Your task: Begin at the line containing "impl AccessTokenProvider for" in the entries below and end at the line containing "const KEYCHAIN_SERVICE: &str"; transcribe that range exactly and nothing outside it.

Excerpts from a dataset:
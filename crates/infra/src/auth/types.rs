//! Token data shared across the auth module

use chrono::Utc;
use serde::{Deserialize, Serialize};

/// Refresh when less than this many seconds of validity remain.
pub(crate) const REFRESH_THRESHOLD_SECONDS: i64 = 60;

/// An OAuth token pair with its absolute expiry time.
#[derive(Debug, Clone, PartialEq, Eq, Serialize, Deserialize)]
pub struct TokenSet {
    pub access_token: String,
    /// Absent when Google did not grant offline access.
    pub refresh_token: Option<String>,
    /// Unix timestamp (seconds) after which the access token is invalid.
    pub expires_at: i64,
}

impl TokenSet {
    /// Builds a token set from a token endpoint response, converting the
    /// relative `expires_in` into an absolute timestamp.
    pub fn new(
        access_token: impl Into<String>,
        refresh_token: Option<String>,
        expires_in_seconds: i64,
    ) -> Self {
        Self {
            access_token: access_token.into(),
            refresh_token,
            expires_at: Utc::now().timestamp() + expires_in_seconds,
        }
    }

    pub fn seconds_until_expiry(&self) -> i64 {
        self.expires_at - Utc::now().timestamp()
    }

    /// True once the token is within the refresh threshold of expiring.
    pub fn is_expired(&self) -> bool {
        self.seconds_until_expiry() <= REFRESH_THRESHOLD_SECONDS
    }
}

/// Where the stored credentials currently stand.
///
/// `Expired` only means the access token needs a refresh; whether that can
/// succeed depends on a refresh token being present.
#[derive(Debug, Clone, Copy, PartialEq, Eq, Serialize, Deserialize)]
#[serde(rename_all = "snake_case")]
pub enum TokenState {
    /// No credentials stored; the interactive login has not run.
    NoToken,
    /// Credentials exist but the access token is past (or near) expiry.
    Expired,
    /// The access token can be used as-is.
    Valid,
}
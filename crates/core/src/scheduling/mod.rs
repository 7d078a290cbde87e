//! Slot search over busy calendar intervals

mod slot_finder;

pub use slot_finder::{find_free_slots, is_window_free};
//! # Recruitbot Infrastructure
//!
//! Infrastructure implementations of core domain ports.
//!
//! This crate contains:
//! - Google Calendar client (`CalendarPort` adapter)
//! - Gemini text generation client (`GenerationPort` adapter)
//! - OAuth token lifecycle (keyring-backed store, refresh state machine)
//! - Configuration loader (environment first, file fallback)
//!
//! ## Architecture
//! - Implements traits defined in `recruitbot-core`
//! - Depends on `recruitbot-domain` and `recruitbot-core`
//! - Contains all "impure" code (HTTP, credential storage)

pub mod auth;
pub mod config;
pub mod errors;
pub mod integrations;

// Re-export commonly used items
pub use auth::{
    AccessTokenProvider, GoogleOAuthClient, KeyringTokenStore, MemoryTokenStore, TokenManager,
    TokenSet, TokenState, TokenStorage,
};
pub use errors::InfraError;
pub use integrations::gemini::GeminiClient;
pub use integrations::google::GoogleCalendarClient;
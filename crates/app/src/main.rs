//! Recruitbot - recruiter reply assistant
//!
//! `recruitbot` serves the HTTP API; `recruitbot login` runs the one-time
//! interactive Google OAuth flow and stores the tokens in the OS keychain.

use std::io::{self, BufRead, Write};

use anyhow::Context;
use recruitbot_app::{logging, router, AppContext};
use recruitbot_infra::{config, GoogleOAuthClient, KeyringTokenStore, TokenStorage};
use tracing::info;

#[tokio::main]
async fn main() -> anyhow::Result<()> {
    logging::init();

    // Load environment variables from .env file
    match dotenvy::dotenv() {
        Ok(path) => info!(path = %path.display(), "loaded .env"),
        Err(err) => info!(error = %err, "no .env file loaded"),
    }

    if std::env::args().nth(1).as_deref() == Some("login") {
        return login().await;
    }
    serve().await
}

async fn serve() -> anyhow::Result<()> {
    let config = config::load().context("loading configuration")?;
    let bind_addr = config.server.bind_addr.clone();
    let ctx = AppContext::new(config)
        .await
        .context("building application context")?;

    let listener = tokio::net::TcpListener::bind(&bind_addr)
        .await
        .with_context(|| format!("binding {bind_addr}"))?;
    info!(addr = %bind_addr, "recruitbot listening");
    axum::serve(listener, router(ctx)).await.context("serving http")?;
    Ok(())
}

/// Interactive copy-paste OAuth flow.
async fn login() -> anyhow::Result<()> {
    let config = config::load().context("loading configuration")?;
    let oauth = GoogleOAuthClient::new(
        config.calendar.client_id.clone(),
        config.calendar.client_secret.clone(),
    );

    println!("Open this URL in a browser and grant calendar access:");
    println!("\n{}\n", oauth.authorization_url()?);
    print!("Paste the authorization code here: ");
    io::stdout().flush()?;

    let mut code = String::new();
    io::stdin().lock().read_line(&mut code)?;
    let code = code.trim();
    anyhow::ensure!(!code.is_empty(), "no authorization code provided");

    let tokens = oauth.exchange_code(code).await?;
    KeyringTokenStore.save(&config.calendar.account_name, &tokens)?;
    println!("Login successful; tokens stored in the OS keychain.");
    Ok(())
}
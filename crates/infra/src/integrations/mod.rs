//! External service adapters

pub mod gemini;
pub mod google;
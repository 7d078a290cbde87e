//! Extraction of explicit meeting times from message text
//!
//! Recruiters often name a concrete time ("удобно в 15:00?", "давайте в 14
//! часов"). When we can parse one, the assistant checks that exact window
//! before proposing alternatives.

use chrono::NaiveTime;
use lazy_static::lazy_static;
use regex::Regex;

lazy_static! {
    /// Matches "в 15:00", "в 15-30" and "14 часов" forms
    static ref TIME_RE: Regex =
        Regex::new(r"в (\d{1,2}[:\-]\d{2})|(\d{1,2}) часов").unwrap();
}

/// Extract a proposed time of day from the message, if present.
///
/// Invalid clock values (e.g. "25:70") yield `None` rather than an error;
/// the caller falls back to the normal slot search.
pub fn parse_message_time(message: &str) -> Option<NaiveTime> {
    let caps = TIME_RE.captures(message)?;

    if let Some(clock) = caps.get(1) {
        let cleaned = clock.as_str().replace('-', ":");
        return NaiveTime::parse_from_str(&cleaned, "%H:%M").ok();
    }

    let hour: u32 = caps.get(2)?.as_str().parse().ok()?;
    NaiveTime::from_hms_opt(hour, 0, 0)
}
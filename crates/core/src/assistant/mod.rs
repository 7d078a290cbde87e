//! Assistant orchestration

mod service;

pub use service::AssistantService;
//! Token state machine and transparent refresh

use std::sync::Arc;

use async_trait::async_trait;
use recruitbot_domain::{RecruitbotError, Result};
use tokio::sync::RwLock;
use tracing::{debug, info, warn};

use super::oauth::GoogleOAuthClient;
use super::store::TokenStorage;
use super::types::{TokenSet, TokenState};
use super::AccessTokenProvider;

/// Owns the cached token set and drives it through the
/// `NoToken -> Valid -> Expired -> Valid` lifecycle.
///
/// The only transition out of `NoToken` is the interactive login; everything
/// else happens inside [`TokenManager::get_access_token`].
pub struct TokenManager {
    oauth: GoogleOAuthClient,
    store: Arc<dyn TokenStorage>,
    account: String,
    current: RwLock<Option<TokenSet>>,
}

impl TokenManager {
    pub fn new(
        oauth: GoogleOAuthClient,
        store: Arc<dyn TokenStorage>,
        account: impl Into<String>,
    ) -> Self {
        Self {
            oauth,
            store,
            account: account.into(),
            current: RwLock::new(None),
        }
    }

    /// Loads persisted tokens into the cache. Returns whether any were found.
    pub async fn initialize(&self) -> Result<bool> {
        let stored = self.store.load(&self.account)?;
        let found = stored.is_some();
        if found {
            debug!(account = %self.account, "loaded stored tokens");
        } else {
            info!(account = %self.account, "no stored tokens; login required");
        }
        *self.current.write().await = stored;
        Ok(found)
    }

    pub async fn state(&self) -> TokenState {
        match self.current.read().await.as_ref() {
            None => TokenState::NoToken,
            Some(tokens) if tokens.is_expired() => TokenState::Expired,
            Some(_) => TokenState::Valid,
        }
    }

    pub async fn is_authenticated(&self) -> bool {
        self.state().await != TokenState::NoToken
    }

    /// Caches and persists a freshly obtained token set.
    pub async fn store_tokens(&self, tokens: TokenSet) -> Result<()> {
        self.store.save(&self.account, &tokens)?;
        *self.current.write().await = Some(tokens);
        Ok(())
    }

    /// Drops cached and persisted tokens, returning to `NoToken`.
    pub async fn clear_tokens(&self) -> Result<()> {
        self.store.clear(&self.account)?;
        *self.current.write().await = None;
        info!(account = %self.account, "cleared stored tokens");
        Ok(())
    }

    /// Returns a usable access token, refreshing first when expired.
    pub async fn get_access_token(&self) -> Result<String> {
        match self.state().await {
            TokenState::Valid => self.current_access_token().await,
            TokenState::Expired => {
                self.refresh().await?;
                self.current_access_token().await
            }
            TokenState::NoToken => Err(RecruitbotError::Auth(
                "not authenticated; run the login command first".to_string(),
            )),
        }
    }

    async fn current_access_token(&self) -> Result<String> {
        self.current
            .read()
            .await
            .as_ref()
            .map(|tokens| tokens.access_token.clone())
            .ok_or_else(|| RecruitbotError::Auth("token cache is empty".to_string()))
    }

    async fn refresh(&self) -> Result<()> {
        let refresh_token = self
            .current
            .read()
            .await
            .as_ref()
            .and_then(|tokens| tokens.refresh_token.clone())
            .ok_or_else(|| {
                RecruitbotError::Auth(
                    "access token expired and no refresh token is stored; log in again"
                        .to_string(),
                )
            })?;

        debug!(account = %self.account, "refreshing expired access token");
        let mut renewed = match self.oauth.refresh_access_token(&refresh_token).await {
            Ok(tokens) => tokens,
            Err(err) => {
                warn!(account = %self.account, error = %err, "token refresh failed");
                return Err(err);
            }
        };
        // Google omits the refresh token from refresh responses.
        if renewed.refresh_token.is_none() {
            renewed.refresh_token = Some(refresh_token);
        }
        self.store_tokens(renewed).await
    }
}

#[async_trait]
impl AccessTokenProvider for TokenManager {
    async fn access_token(&self) -> Result<String> {
        self.get_access_token().await
    }
}
//! Persistent token storage

use std::collections::HashMap;
use std::sync::Mutex;

use keyring::{Entry, Error as KeyringError};
use recruitbot_domain::Result;
use tracing::debug;

use crate::errors::InfraError;

use super::types::TokenSet;

/// Keychain service name under which token entries are filed.
const KEYCHAIN_SERVICE: &str = "com.recruitbot.oauth";

/// Abstraction over where serialized tokens live.
///
/// Production uses the OS keychain; tests use an in-memory map.
pub trait TokenStorage: Send + Sync {
    fn load(&self, account: &str) -> Result<Option<TokenSet>>;
    fn save(&self, account: &str, tokens: &TokenSet) -> Result<()>;
    fn clear(&self, account: &str) -> Result<()>;
}

/// Token storage backed by the operating system keychain.
#[derive(Debug, Default)]
pub struct KeyringTokenStore;

impl KeyringTokenStore {
    fn entry(&self, account: &str) -> Result<Entry> {
        Entry::new(KEYCHAIN_SERVICE, account)
            .map_err(InfraError::from)
            .map_err(Into::into)
    }
}

impl TokenStorage for KeyringTokenStore {
    fn load(&self, account: &str) -> Result<Option<TokenSet>> {
        let entry = self.entry(account)?;
        match entry.get_password() {
            Ok(raw) => {
                let tokens = serde_json::from_str(&raw).map_err(InfraError::from)?;
                Ok(Some(tokens))
            }
            Err(KeyringError::NoEntry) => Ok(None),
            Err(err) => Err(InfraError::from(err).into()),
        }
    }

    fn save(&self, account: &str, tokens: &TokenSet) -> Result<()> {
        let entry = self.entry(account)?;
        let raw = serde_json::to_string(tokens).map_err(InfraError::from)?;
        entry.set_password(&raw).map_err(InfraError::from)?;
        debug!(account = %account, "stored tokens in keychain");
        Ok(())
    }

    fn clear(&self, account: &str) -> Result<()> {
        let entry = self.entry(account)?;
        match entry.delete_credential() {
            Ok(()) | Err(KeyringError::NoEntry) => Ok(()),
            Err(err) => Err(InfraError::from(err).into()),
        }
    }
}

/// In-memory token storage for tests.
#[derive(Debug, Default)]
pub struct MemoryTokenStore {
    entries: Mutex<HashMap<String, TokenSet>>,
}

impl MemoryTokenStore {
    pub fn with_tokens(account: &str, tokens: TokenSet) -> Self {
        let store = Self::default();
        store.entries_mut().insert(account.to_string(), tokens);
        store
    }

    /// A poisoned lock only means a panicked test thread; the map itself is
    /// still usable, so recover the guard instead of panicking again.
    fn entries_mut(&self) -> std::sync::MutexGuard<'_, HashMap<String, TokenSet>> {
        self.entries
            .lock()
            .unwrap_or_else(|poisoned| poisoned.into_inner())
    }
}

impl TokenStorage for MemoryTokenStore {
    fn load(&self, account: &str) -> Result<Option<TokenSet>> {
        Ok(self.entries_mut().get(account).cloned())
    }

    fn save(&self, account: &str, tokens: &TokenSet) -> Result<()> {
        self.entries_mut().insert(account.to_string(), tokens.clone());
        Ok(())
    }

    fn clear(&self, account: &str) -> Result<()> {
        self.entries_mut().remove(account);
        Ok(())
    }
}

#[cfg(test)]
mod tests {
    use super::*;

    #[test]
    fn memory_store_round_trips_tokens() {
        let store = MemoryTokenStore::default();
        let tokens = TokenSet::new("access", Some("refresh".to_string()), 3600);

        assert!(store.load("main").unwrap().is_none());
        store.save("main", &tokens).unwrap();
        assert_eq!(store.load("main").unwrap(), Some(tokens));

        store.clear("main").unwrap();
        assert!(store.load("main").unwrap().is_none());
    }

    #[test]
    fn accounts_are_isolated() {
        let store = MemoryTokenStore::with_tokens("a", TokenSet::new("t", None, 3600));
        assert!(store.load("b").unwrap().is_none());
        assert!(store.load("a").unwrap().is_some());
    }
}
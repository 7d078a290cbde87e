//! Gemini text generation adapter

mod client;
mod types;

pub use client::GeminiClient;
pub use types::GeminiError;
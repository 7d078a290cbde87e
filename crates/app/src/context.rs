//! Application context - dependency wiring

use std::sync::Arc;

use chrono_tz::Tz;
use recruitbot_core::{AssistantService, CalendarPort, GenerationPort, KeywordClassifier};
use recruitbot_domain::{Config, RecruitbotError, Result};
use recruitbot_infra::{
    GeminiClient, GoogleCalendarClient, GoogleOAuthClient, KeyringTokenStore, TokenManager,
};
use tracing::info;

/// Shared application state handed to every request handler.
#[derive(Clone)]
pub struct AppContext {
    pub config: Arc<Config>,
    pub assistant: Arc<AssistantService>,
    pub calendar: Arc<dyn CalendarPort>,
}

impl AppContext {
    /// Wires the production adapters: keyring-backed tokens, Google
    /// Calendar, and Gemini.
    pub async fn new(config: Config) -> Result<Self> {
        // Fail fast on a bad time zone before touching the keychain.
        parse_time_zone(&config.calendar.time_zone)?;

        let oauth = GoogleOAuthClient::new(
            config.calendar.client_id.clone(),
            config.calendar.client_secret.clone(),
        );
        let tokens = Arc::new(TokenManager::new(
            oauth,
            Arc::new(KeyringTokenStore),
            config.calendar.account_name.clone(),
        ));
        if !tokens.initialize().await? {
            info!("no stored Google tokens; calendar calls will fail until login");
        }

        let calendar: Arc<dyn CalendarPort> =
            Arc::new(GoogleCalendarClient::new(tokens, &config.calendar));
        let generator: Arc<dyn GenerationPort> = Arc::new(GeminiClient::new(&config.generation));
        Self::with_ports(config, calendar, generator)
    }

    /// Builds a context around externally supplied ports (used by tests).
    pub fn with_ports(
        config: Config,
        calendar: Arc<dyn CalendarPort>,
        generator: Arc<dyn GenerationPort>,
    ) -> Result<Self> {
        let tz = parse_time_zone(&config.calendar.time_zone)?;
        let assistant = Arc::new(AssistantService::new(
            Arc::new(KeywordClassifier::default()),
            calendar.clone(),
            generator,
            config.scheduling.clone(),
            tz,
        ));
        Ok(Self {
            config: Arc::new(config),
            assistant,
            calendar,
        })
    }
}

fn parse_time_zone(name: &str) -> Result<Tz> {
    name.parse()
        .map_err(|_| RecruitbotError::Config(format!("invalid time zone: {name:?}")))
}

#[cfg(test)]
mod tests {
    use super::*;

    #[test]
    fn rejects_unknown_time_zone() {
        let err = parse_time_zone("Mars/Olympus").unwrap_err();
        assert!(matches!(err, RecruitbotError::Config(_)));
    }

    #[test]
    fn parses_iana_time_zone() {
        assert_eq!(parse_time_zone("Europe/Moscow").unwrap(), Tz::Europe__Moscow);
    }
}
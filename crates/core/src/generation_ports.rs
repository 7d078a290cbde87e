//! Text generation port interface

use async_trait::async_trait;
use recruitbot_domain::{GenerationPrompt, Result};

/// Trait for the remote text generation backend
#[async_trait]
pub trait GenerationPort: Send + Sync {
    /// Produce reply text for the given prompt
    ///
    /// Must fail with a distinguishable error (auth, quota, network) rather
    /// than silently returning empty text.
    async fn generate(&self, prompt: &GenerationPrompt) -> Result<String>;
}
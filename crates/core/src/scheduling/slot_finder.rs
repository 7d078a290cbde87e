//! Free slot search
//!
//! Steps through a search window in fixed-duration increments and keeps the
//! candidates that overlap no busy interval. No merging, no gap-filling, no
//! randomization: the first `max_results` free candidates win, in
//! chronological order.

use chrono::Duration;
use recruitbot_domain::{BusyInterval, Slot, TimeWindow};

/// Find up to `max_results` free slots of `duration_minutes` inside `window`.
///
/// A candidate `[t, t + d)` is free iff for every busy interval
/// `max(slot_start, busy_start) < min(slot_end, busy_end)` does not hold.
/// If the window is shorter than the duration the result is empty.
pub fn find_free_slots(
    window: &TimeWindow,
    busy: &[BusyInterval],
    duration_minutes: i64,
    max_results: usize,
) -> Vec<Slot> {
    let mut free = Vec::new();
    if duration_minutes <= 0 || max_results == 0 {
        return free;
    }

    let duration = Duration::minutes(duration_minutes);
    let mut cursor = window.start;

    while cursor + duration <= window.end {
        let slot_end = cursor + duration;

        if busy.iter().all(|interval| !interval.overlaps(cursor, slot_end)) {
            free.push(Slot { window: TimeWindow { start: cursor, end: slot_end } });
            if free.len() >= max_results {
                break;
            }
        }

        cursor = slot_end;
    }

    free
}

/// Check a single window against the busy intervals using the same overlap
/// rule as [`find_free_slots`].
pub fn is_window_free(window: &TimeWindow, busy: &[BusyInterval]) -> bool {
    busy.iter().all(|interval| !interval.overlaps(window.start, window.end))
}

#[cfg(test)]
mod tests {
    use chrono::{DateTime, TimeZone, Utc};

    use super::*;

    fn ts(day: u32, h: u32, m: u32) -> DateTime<Utc> {
        Utc.with_ymd_and_hms(2026, 9, day, h, m, 0).single().unwrap()
    }

    fn window(start: DateTime<Utc>, end: DateTime<Utc>) -> TimeWindow {
        TimeWindow::new(start, end).unwrap()
    }

    #[test]
    fn skips_busy_slot_and_returns_the_free_one() {
        let w = window(ts(1, 10, 0), ts(1, 11, 0));
        let busy = vec![BusyInterval { start: ts(1, 10, 0), end: ts(1, 10, 30) }];

        let slots = find_free_slots(&w, &busy, 30, 3);

        assert_eq!(slots.len(), 1);
        assert_eq!(slots[0].start(), ts(1, 10, 30));
        assert_eq!(slots[0].end(), ts(1, 11, 0));
    }

    #[test]
    fn empty_busy_list_returns_all_candidates_up_to_max() {
        let w = window(ts(1, 10, 0), ts(1, 11, 0));

        let slots = find_free_slots(&w, &[], 30, 3);

        assert_eq!(slots.len(), 2);
        assert_eq!(slots[0].start(), ts(1, 10, 0));
        assert_eq!(slots[1].start(), ts(1, 10, 30));
    }

    #[test]
    fn window_shorter_than_duration_is_empty() {
        let w = window(ts(1, 10, 0), ts(1, 10, 20));
        assert!(find_free_slots(&w, &[], 30, 3).is_empty());
    }

    #[test]
    fn stops_at_max_results() {
        let w = window(ts(1, 10, 0), ts(2, 10, 0));
        let slots = find_free_slots(&w, &[], 30, 3);
        assert_eq!(slots.len(), 3);
    }

    #[test]
    fn returned_slots_never_overlap_busy_intervals() {
        let w = window(ts(1, 9, 0), ts(1, 18, 0));
        let busy = vec![
            BusyInterval { start: ts(1, 9, 15), end: ts(1, 10, 0) },
            BusyInterval { start: ts(1, 11, 0), end: ts(1, 12, 45) },
            BusyInterval { start: ts(1, 16, 30), end: ts(1, 17, 30) },
        ];

        let slots = find_free_slots(&w, &busy, 30, 100);

        assert!(!slots.is_empty());
        for slot in &slots {
            for interval in &busy {
                assert!(
                    !interval.overlaps(slot.start(), slot.end()),
                    "slot {:?} overlaps busy interval {:?}",
                    slot,
                    interval
                );
            }
        }
    }

    #[test]
    fn slots_are_chronological_without_duplicates() {
        let w = window(ts(1, 9, 0), ts(1, 18, 0));
        let busy = vec![BusyInterval { start: ts(1, 10, 0), end: ts(1, 14, 0) }];

        let slots = find_free_slots(&w, &busy, 30, 100);

        for pair in slots.windows(2) {
            assert!(pair[0].start() < pair[1].start());
        }
    }

    #[test]
    fn back_to_back_busy_interval_does_not_block_adjacent_slot() {
        // Half-open semantics: an event ending exactly at the slot start is
        // not an overlap.
        let w = window(ts(1, 10, 0), ts(1, 11, 0));
        let busy = vec![BusyInterval { start: ts(1, 9, 0), end: ts(1, 10, 0) }];

        let slots = find_free_slots(&w, &busy, 30, 3);
        assert_eq!(slots.len(), 2);
    }

    #[test]
    fn is_window_free_matches_overlap_rule() {
        let busy = vec![BusyInterval { start: ts(1, 10, 0), end: ts(1, 10, 30) }];

        assert!(is_window_free(&window(ts(1, 10, 30), ts(1, 11, 0)), &busy));
        assert!(!is_window_free(&window(ts(1, 10, 15), ts(1, 10, 45)), &busy));
    }
}
//! Response composition
//!
//! Turns a classified message (plus free slots, when scheduling) into either
//! a canned reply or a generation prompt. This is the presentation boundary:
//! slot timestamps are formatted for humans here and nowhere else.

use chrono::{Datelike, Timelike};
use chrono_tz::Tz;
use recruitbot_domain::{GenerationPrompt, Intent, ReplyPlan, ReplyRequest, Slot};

const GREETING_REPLY: &str = "Здравствуйте!";
const SMALL_TALK_REPLY: &str = "Спасибо, все отлично! Как ваши дела?";
const FAREWELL_REPLY: &str = "Всего доброго!";
const NO_SLOTS_REPLY: &str =
    "К сожалению, в календаре нет свободных слотов на ближайшую неделю.";

/// Russian month names, genitive case, for slot presentation
const MONTHS_RU: [&str; 12] = [
    "января",
    "февраля",
    "марта",
    "апреля",
    "мая",
    "июня",
    "июля",
    "августа",
    "сентября",
    "октября",
    "ноября",
    "декабря",
];

/// Builds replies and generation prompts from classified requests
pub struct ResponseComposer {
    tz: Tz,
}

impl ResponseComposer {
    /// Create a composer presenting slots in the given time zone.
    pub fn new(tz: Tz) -> Self {
        Self { tz }
    }

    /// Compose a reply plan for the request.
    ///
    /// Greeting, small talk and farewell get canned replies; a scheduling
    /// request with no free slots short-circuits to a canned "no
    /// availability" message. Only the remaining cases reach the generation
    /// backend.
    pub fn compose(&self, request: &ReplyRequest) -> ReplyPlan {
        match request.intent {
            Intent::Greeting => ReplyPlan::Canned(GREETING_REPLY.to_string()),
            Intent::SmallTalk => ReplyPlan::Canned(SMALL_TALK_REPLY.to_string()),
            Intent::Farewell => ReplyPlan::Canned(FAREWELL_REPLY.to_string()),
            Intent::SchedulingRequest => self.compose_scheduling(request),
            Intent::General => ReplyPlan::Generate(self.general_prompt(&request.message)),
        }
    }

    /// Format a slot start for presentation, e.g. "2 сентября 2026 в 10:00".
    pub fn format_slot(&self, slot: &Slot) -> String {
        let local = slot.start().with_timezone(&self.tz);
        let month = MONTHS_RU[local.month0() as usize];
        format!(
            "{} {} {} в {:02}:{:02}",
            local.day(),
            month,
            local.year(),
            local.hour(),
            local.minute()
        )
    }

    fn compose_scheduling(&self, request: &ReplyRequest) -> ReplyPlan {
        if request.slots.is_empty() {
            return ReplyPlan::Canned(NO_SLOTS_REPLY.to_string());
        }

        let slot_list = request
            .slots
            .iter()
            .map(|slot| self.format_slot(slot))
            .collect::<Vec<_>>()
            .join(", ");

        let confirmation = match &request.proposed {
            Some(slot) => format!(
                "\nHR предложил конкретное время: {}. Этот слот свободен — подтверди его в первую очередь.\n",
                self.format_slot(slot)
            ),
            None => String::new(),
        };

        let prompt = format!(
            "Ты — мой вежливый и профессиональный AI-ассистент. Твоя задача — отвечать на сообщения от HR.\n\
             HR хочет назначить встречу.\n\
             \n\
             Сообщение от HR:\n\
             ---\n\
             {message}\n\
             ---\n\
             \n\
             Мои доступные слоты: {slot_list}\n\
             {confirmation}\n\
             Твоя задача:\n\
             1. Ответь на сообщение HR вежливо и по существу.\n\
             2. Естественно впиши в свой ответ предложение о встрече, используя доступные слоты.\n\
             3. Не вываливай все слоты списком. Предложи 2-3 варианта в формате живого диалога.\n\
             4. Будь дружелюбным и профессиональным. Сгенерируй только текст ответа.",
            message = request.message,
        );

        ReplyPlan::Generate(GenerationPrompt::new(prompt))
    }

    fn general_prompt(&self, message: &str) -> GenerationPrompt {
        GenerationPrompt::new(format!(
            "Ты — мой вежливый и профессиональный AI-ассистент. Твоя задача — отвечать на сообщения от HR.\n\
             Это НЕ запрос на назначение встречи.\n\
             \n\
             Сообщение от HR:\n\
             ---\n\
             {message}\n\
             ---\n\
             \n\
             Твоя задача:\n\
             1. Внимательно прочти сообщение и ответь на него по существу.\n\
             2. Прояви интерес и будь позитивным.\n\
             3. НЕ ПРЕДЛАГАЙ время для встречи или созвона, если об этом прямо не просят.\n\
             4. Задай уточняющий вопрос, если это уместно.\n\
             5. Сгенерируй только текст ответа."
        ))
    }
}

Answer to the problem:
impl AccessTokenProvider for TokenManager {
    async fn access_token(&self) -> Result<String> {
        self.get_access_token().await
    }
}
//! Persistent token storage

use std::collections::HashMap;
use std::sync::Mutex;

use keyring::{Entry, Error as KeyringError};
use recruitbot_domain::Result;
use tracing::debug;

use crate::errors::InfraError;

use super::types::TokenSet;

/// Keychain service name under which token entries are filed.
const KEYCHAIN_SERVICE: &str = "com.recruitbot.oauth";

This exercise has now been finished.